### Aim of the exercise
In the records, each line holding "dest" must be reported.
▼
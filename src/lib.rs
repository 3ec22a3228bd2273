#![forbid(unsafe_code)]

//! Core of the MEDIS media-download manager: the single-lane job queue, the
//! download orchestrator that drives yt-dlp, the live notifier, and the
//! library persistence those pieces feed.

pub mod config;
pub mod error;
pub mod library;
pub mod logging;
pub mod notifier;
pub mod orchestrator;
pub mod queue;
pub mod security;
pub mod store;
pub mod thumbnail;
pub mod updater;
pub mod ytdlp;
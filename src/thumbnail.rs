//! Best-effort thumbnail download.

use std::fs::{self, File};
use std::io::{self, Read, Write};
use std::path::{Path, PathBuf};
use std::time::Duration;

use anyhow::{Context, Result, bail};
use tracing::warn;
use uuid::Uuid;

pub const MAX_THUMBNAIL_BYTES: u64 = 5 * 1024 * 1024;
const REQUEST_TIMEOUT: Duration = Duration::from_secs(30);

pub fn thumbnail_filename(id: Uuid) -> String {
    format!("{id}-thumb.jpg")
}

#[derive(Debug, Clone)]
pub struct ThumbnailFetcher {
    agent: ureq::Agent,
    dir: PathBuf,
}

impl ThumbnailFetcher {
    pub fn new(dir: impl Into<PathBuf>) -> Self {
        let agent = ureq::AgentBuilder::new()
            .timeout(REQUEST_TIMEOUT)
            .user_agent(concat!("medis/", env!("CARGO_PKG_VERSION")))
            .build();
        Self {
            agent,
            dir: dir.into(),
        }
    }

    pub fn dir(&self) -> &Path {
        &self.dir
    }

    /// Stores the image as `thumbnails/{id}-thumb.jpg` and returns its public
    /// path, or an empty string when anything goes wrong. Partial files never
    /// survive a failure.
    pub async fn download(&self, remote_url: &str, id: Uuid) -> String {
        if remote_url.trim().is_empty() {
            return String::new();
        }

        let filename = thumbnail_filename(id);
        let dest = self.dir.join(&filename);
        let agent = self.agent.clone();
        let url = remote_url.to_string();
        let target = dest.clone();
        let outcome = tokio::task::spawn_blocking(move || fetch_to_file(&agent, &url, &target))
            .await
            .context("thumbnail task panicked")
            .and_then(|result| result);

        match outcome {
            Ok(()) => format!("/thumbnails/{filename}"),
            Err(err) => {
                warn!(video_id = %id, url = remote_url, error = %err, "thumbnail download failed");
                remove_partial(&dest);
                String::new()
            }
        }
    }
}

fn fetch_to_file(agent: &ureq::Agent, url: &str, dest: &Path) -> Result<()> {
    let response = agent
        .get(url)
        .call()
        .with_context(|| format!("requesting {url}"))?;

    if let Some(declared) = response
        .header("Content-Length")
        .and_then(|value| value.trim().parse::<u64>().ok())
        && declared > MAX_THUMBNAIL_BYTES
    {
        bail!("thumbnail declares {declared} bytes, limit is {MAX_THUMBNAIL_BYTES}");
    }

    let mut reader = response.into_reader().take(MAX_THUMBNAIL_BYTES + 1);
    let mut file =
        File::create(dest).with_context(|| format!("creating {}", dest.display()))?;
    let written = io::copy(&mut reader, &mut file).context("writing thumbnail")?;
    if written > MAX_THUMBNAIL_BYTES {
        bail!("thumbnail exceeds {MAX_THUMBNAIL_BYTES} bytes");
    }
    file.flush()?;
    Ok(())
}

fn remove_partial(path: &Path) {
    if let Err(err) = fs::remove_file(path)
        && err.kind() != io::ErrorKind::NotFound
    {
        warn!(path = %path.display(), error = %err, "failed to remove partial thumbnail");
    }
}

#[cfg(test)]
pub(crate) mod tests {
    use super::*;
    use axum::body::Body;
    use axum::http::StatusCode;
    use axum::routing::get;
    use axum::Router;
    use tempfile::tempdir;
    use tokio::net::TcpListener;

    pub(crate) const IMAGE_BYTES: &[u8] = b"\xff\xd8\xff\xe0fake-jpeg";

    /// Serves `/image.jpg`, `/broken` (500), `/huge` (declared oversized) and
    /// `/endless` (chunked, no length, oversized).
    pub(crate) async fn spawn_image_server() -> Result<String> {
        let app = Router::new()
            .route("/image.jpg", get(|| async { IMAGE_BYTES }))
            .route(
                "/broken",
                get(|| async { (StatusCode::INTERNAL_SERVER_ERROR, "boom") }),
            )
            .route(
                "/huge",
                get(|| async { vec![0_u8; MAX_THUMBNAIL_BYTES as usize + 1] }),
            )
            .route(
                "/endless",
                get(|| async {
                    let chunks = (0..6).map(|_| Ok::<_, io::Error>(vec![7_u8; 1024 * 1024]));
                    Body::from_stream(futures::stream::iter(chunks))
                }),
            );
        let listener = TcpListener::bind("127.0.0.1:0").await?;
        let addr = listener.local_addr()?;
        tokio::spawn(async move {
            let _ = axum::serve(listener, app).await;
        });
        Ok(format!("http://{addr}"))
    }

    #[tokio::test]
    async fn stores_image_and_returns_public_path() -> Result<()> {
        let base = spawn_image_server().await?;
        let temp = tempdir()?;
        let fetcher = ThumbnailFetcher::new(temp.path());
        let id = Uuid::new_v4();

        let path = fetcher.download(&format!("{base}/image.jpg"), id).await;
        assert_eq!(path, format!("/thumbnails/{id}-thumb.jpg"));
        assert_eq!(fs::read(temp.path().join(thumbnail_filename(id)))?, IMAGE_BYTES);
        Ok(())
    }

    #[tokio::test]
    async fn server_error_yields_empty_path() -> Result<()> {
        let base = spawn_image_server().await?;
        let temp = tempdir()?;
        let fetcher = ThumbnailFetcher::new(temp.path());
        let id = Uuid::new_v4();

        assert_eq!(fetcher.download(&format!("{base}/broken"), id).await, "");
        assert!(!temp.path().join(thumbnail_filename(id)).exists());
        Ok(())
    }

    #[tokio::test]
    async fn declared_oversize_is_rejected() -> Result<()> {
        let base = spawn_image_server().await?;
        let temp = tempdir()?;
        let fetcher = ThumbnailFetcher::new(temp.path());
        let id = Uuid::new_v4();

        assert_eq!(fetcher.download(&format!("{base}/huge"), id).await, "");
        assert!(!temp.path().join(thumbnail_filename(id)).exists());
        Ok(())
    }

    #[tokio::test]
    async fn streamed_oversize_is_rejected_and_partial_removed() -> Result<()> {
        let base = spawn_image_server().await?;
        let temp = tempdir()?;
        let fetcher = ThumbnailFetcher::new(temp.path());
        let id = Uuid::new_v4();

        assert_eq!(fetcher.download(&format!("{base}/endless"), id).await, "");
        assert!(!temp.path().join(thumbnail_filename(id)).exists());
        Ok(())
    }

    #[tokio::test]
    async fn unreachable_host_and_empty_url_yield_empty_path() -> Result<()> {
        let temp = tempdir()?;
        let fetcher = ThumbnailFetcher::new(temp.path());

        assert_eq!(fetcher.download("", Uuid::new_v4()).await, "");
        assert_eq!(
            fetcher
                .download("http://127.0.0.1:9/nothing.jpg", Uuid::new_v4())
                .await,
            ""
        );
        Ok(())
    }
}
▲
### Output for this exercise
        let dest = self.dir.join(&filename);
        let target = dest.clone();
                remove_partial(&dest);
fn fetch_to_file(agent: &ureq::Agent, url: &str, dest: &Path) -> Result<()> {
        File::create(dest).with_context(|| format!("creating {}", dest.display()))?;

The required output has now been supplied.